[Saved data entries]

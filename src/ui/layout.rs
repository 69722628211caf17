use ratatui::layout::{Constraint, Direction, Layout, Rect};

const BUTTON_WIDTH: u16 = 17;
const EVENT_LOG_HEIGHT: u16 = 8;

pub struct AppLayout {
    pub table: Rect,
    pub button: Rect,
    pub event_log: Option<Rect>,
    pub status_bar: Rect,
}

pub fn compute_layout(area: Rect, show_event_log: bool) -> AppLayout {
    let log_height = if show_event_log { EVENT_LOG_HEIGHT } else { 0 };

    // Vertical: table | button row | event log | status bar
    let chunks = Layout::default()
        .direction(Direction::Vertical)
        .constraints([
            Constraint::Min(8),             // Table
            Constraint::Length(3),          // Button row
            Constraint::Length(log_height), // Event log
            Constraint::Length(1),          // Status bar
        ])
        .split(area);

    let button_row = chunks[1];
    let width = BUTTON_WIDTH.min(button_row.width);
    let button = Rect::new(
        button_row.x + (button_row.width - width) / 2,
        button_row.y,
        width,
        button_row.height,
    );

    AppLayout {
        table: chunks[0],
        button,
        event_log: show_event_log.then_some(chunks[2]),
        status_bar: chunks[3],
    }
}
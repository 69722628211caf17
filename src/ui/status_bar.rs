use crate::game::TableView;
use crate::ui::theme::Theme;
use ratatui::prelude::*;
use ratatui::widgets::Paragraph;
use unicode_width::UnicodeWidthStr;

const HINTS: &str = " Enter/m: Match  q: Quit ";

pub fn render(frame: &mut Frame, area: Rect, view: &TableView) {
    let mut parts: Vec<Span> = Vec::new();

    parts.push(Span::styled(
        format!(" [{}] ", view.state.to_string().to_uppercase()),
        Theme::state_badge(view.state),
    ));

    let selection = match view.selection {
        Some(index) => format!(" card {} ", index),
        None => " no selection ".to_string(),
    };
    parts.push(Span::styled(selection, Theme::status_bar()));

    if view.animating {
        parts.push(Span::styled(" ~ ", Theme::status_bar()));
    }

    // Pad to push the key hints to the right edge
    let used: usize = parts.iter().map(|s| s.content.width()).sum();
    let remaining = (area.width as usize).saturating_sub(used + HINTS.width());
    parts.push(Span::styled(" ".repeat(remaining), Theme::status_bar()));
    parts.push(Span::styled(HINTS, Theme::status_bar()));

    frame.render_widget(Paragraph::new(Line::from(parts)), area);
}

**DIRECTIONS FOR THIS TASK:** A verbatim repeat of all the entries above is the required answer.

**RESULT:**
filename src/ui/layout.rs
repository 69722628211caf17
use ratatui::layout::{Constraint, Direction, Layout, Rect};

const BUTTON_WIDTH: u16 = 17;
const EVENT_LOG_HEIGHT: u16 = 8;

pub struct AppLayout {
    pub table: Rect,
    pub button: Rect,
    pub event_log: Option<Rect>,
    pub status_bar: Rect,
}

pub fn compute_layout(area: Rect, show_event_log: bool) -> AppLayout {
    let log_height = if show_event_log { EVENT_LOG_HEIGHT } else { 0 };

    // Vertical: table | button row | event log | status bar
    let chunks = Layout::default()
        .direction(Direction::Vertical)
        .constraints([
            Constraint::Min(8),             // Table
            Constraint::Length(3),          // Button row
            Constraint::Length(log_height), // Event log
            Constraint::Length(1),          // Status bar
        ])
        .split(area);

    let button_row = chunks[1];
    let width = BUTTON_WIDTH.min(button_row.width);
    let button = Rect::new(
        button_row.x + (button_row.width - width) / 2,
        button_row.y,
        width,
        button_row.height,
    );

    AppLayout {
        table: chunks[0],
        button,
        event_log: show_event_log.then_some(chunks[2]),
        status_bar: chunks[3],
    }
}
repository 69722628211caf17
filename src/ui/status_bar.rs
use crate::game::TableView;
use crate::ui::theme::Theme;
use ratatui::prelude::*;
use ratatui::widgets::Paragraph;
use unicode_width::UnicodeWidthStr;

const HINTS: &str = " Enter/m: Match  q: Quit ";

pub fn render(frame: &mut Frame, area: Rect, view: &TableView) {
    let mut parts: Vec<Span> = Vec::new();

    parts.push(Span::styled(
        format!(" [{}] ", view.state.to_string().to_uppercase()),
        Theme::state_badge(view.state),
    ));

    let selection = match view.selection {
        Some(index) => format!(" card {} ", index),
        None => " no selection ".to_string(),
    };
    parts.push(Span::styled(selection, Theme::status_bar()));

    if view.animating {
        parts.push(Span::styled(" ~ ", Theme::status_bar()));
    }

    // Pad to push the key hints to the right edge
    let used: usize = parts.iter().map(|s| s.content.width()).sum();
    let remaining = (area.width as usize).saturating_sub(used + HINTS.width());
    parts.push(Span::styled(" ".repeat(remaining), Theme::status_bar()));
    parts.push(Span::styled(HINTS, Theme::status_bar()));

    frame.render_widget(Paragraph::new(Line::from(parts)), area);
}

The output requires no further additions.